Suppose someone picks a number $x$ from a set of $n$ numbers. A second person tries to guess the number by successively selecting subsets of the $n$ numbers and asking the first person whether $x$ is in each set. The first person answers either “yes” or “no.” When the first person answers each query truthfully, we can find $x$ using $\log n$ queries by successively splitting the sets used in each query in half. Ulam’s problem, proposed by Stanislaw Ulam in 1976, asks for the number of queries required to find $x$, supposing that the first person is allowed to lie exactly once.

a) Show that by asking each question twice, given a number $x$ and a set with $n$ elements, and asking one more question when we find the lie, Ulam’s problem can be solved using $2 \log n + 1$ queries.

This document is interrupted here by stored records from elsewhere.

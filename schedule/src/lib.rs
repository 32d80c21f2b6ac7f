//! Study scheduling core
//!
//! [`EntityStore`] owns the user's subjects, study sessions and reviews.
//! Registering a session schedules reviews at fixed offsets; completing a
//! review logs a session that schedules nothing. Collections are persisted
//! through a [`KeyValueStore`] and new sessions can be mirrored to a remote
//! backend.
//!
//! # Example
//!
//! ```no_run
//! use std::sync::Arc;
//! use schedule::{EntityStore, JsonFileStore, SeedData};
//! use study::{Clock, StudyPayload, SystemClock};
//!
//! #[tokio::main]
//! async fn main() -> Result<(), Box<dyn std::error::Error>> {
//!     let kv = Arc::new(JsonFileStore::new("./data".into()));
//!     let clock: Arc<dyn Clock> = Arc::new(SystemClock);
//!     let mut store = EntityStore::load(kv, SeedData::demo(clock.now()), clock).await;
//!
//!     store.register_study(StudyPayload::new("History", "Cold War", 75))?;
//!     println!("{} reviews due", store.today_count());
//!
//!     store.close().await?;
//!     Ok(())
//! }
//! ```

pub mod config;
mod error;
mod lifecycle;
pub mod mirror;
pub mod persistence;
pub mod srs;
mod store;

pub use config::ScheduleConfig;
pub use error::StoreError;
pub use lifecycle::REVIEW_SESSION_DIFFICULTY;
pub use mirror::{MirrorEvent, MirrorHandle, MirrorJob};
pub use persistence::{
    CollectionKey, JsonFileStore, KeyValueStore, MemoryStore, PersistenceError, PersistenceWriter,
    SeedData,
};
pub use store::EntityStore;
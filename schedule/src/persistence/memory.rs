use super::traits::KeyValueStore;
use super::PersistenceError;
use serde_json::Value;
use std::collections::HashMap;
use std::sync::atomic::{AtomicBool, AtomicUsize, Ordering};
use std::sync::Mutex;

/// In-process key-value store. Counts reads and writes and can be told to
/// fail reads or writes, which makes it the persistence double for tests.
#[derive(Default)]
pub struct MemoryStore {
    values: Mutex<HashMap<String, Value>>,
    reads: AtomicUsize,
    writes: AtomicUsize,
    fail_reads: AtomicBool,
    fail_writes: AtomicBool,
}

impl MemoryStore {
    pub fn new() -> Self {
        Self::default()
    }

    /// Pre-populate a key without counting it as a write.
    pub fn with_value(self, key: &str, value: Value) -> Self {
        self.lock().insert(key.to_string(), value);
        self
    }

    pub fn reads(&self) -> usize {
        self.reads.load(Ordering::SeqCst)
    }

    pub fn writes(&self) -> usize {
        self.writes.load(Ordering::SeqCst)
    }

    /// Make every subsequent `get` return an IO error.
    pub fn set_fail_reads(&self, fail: bool) {
        self.fail_reads.store(fail, Ordering::SeqCst);
    }

    /// Make every subsequent `set` return an IO error.
    pub fn set_fail_writes(&self, fail: bool) {
        self.fail_writes.store(fail, Ordering::SeqCst);
    }

    /// Current value under `key`, without counting a read.
    pub fn peek(&self, key: &str) -> Option<Value> {
        self.lock().get(key).cloned()
    }

    fn lock(&self) -> std::sync::MutexGuard<'_, HashMap<String, Value>> {
        match self.values.lock() {
            Ok(guard) => guard,
            Err(poisoned) => poisoned.into_inner(),
        }
    }
}

impl KeyValueStore for MemoryStore {
    async fn get(&self, key: &str) -> Result<Option<Value>, PersistenceError> {
        self.reads.fetch_add(1, Ordering::SeqCst);
        if self.fail_reads.load(Ordering::SeqCst) {
            return Err(PersistenceError::Io(std::io::Error::other(
                "simulated read failure",
            )));
        }
        Ok(self.lock().get(key).cloned())
    }

    async fn set(&self, key: &str, value: &Value) -> Result<(), PersistenceError> {
        if self.fail_writes.load(Ordering::SeqCst) {
            return Err(PersistenceError::Io(std::io::Error::other(
                "simulated write failure",
            )));
        }
        self.writes.fetch_add(1, Ordering::SeqCst);
        self.lock().insert(key.to_string(), value.clone());
        Ok(())
    }

    async fn remove(&self, key: &str) -> Result<(), PersistenceError> {
        self.lock().remove(key);
        Ok(())
    }
}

b) Show that by dividing the initial set of $n$ elements into four parts, each with $n/4$ elements, $1/4$ of the elements can be eliminated using two queries. [Hint: Use two queries, where each of the queries asks whether the element is in the union of two of the subsets with $n/4$ elements and where one of the subsets of $n/4$ elements is used in both queries.]

c) Show from part (b) that if $f (n)$ equals the number of queries used to solve Ulam’s problem using the method from part (b) and $n$ is divisible by 4, then $f (n) = f(3n/4) + 2$.

d) Solve the recurrence relation in part (c) for $f (n)$.

e) Is the naive way to solve Ulam’s problem by asking each question twice or the divide-and-conquer method based on part (b) more efficient?

(Note: here, $\log n$ stands for the base-2 logarithm of $n$.)

I will post the whole solution as an answer to my own question, because I want to know if the solution is completely correct and consistent. Thank you in advance.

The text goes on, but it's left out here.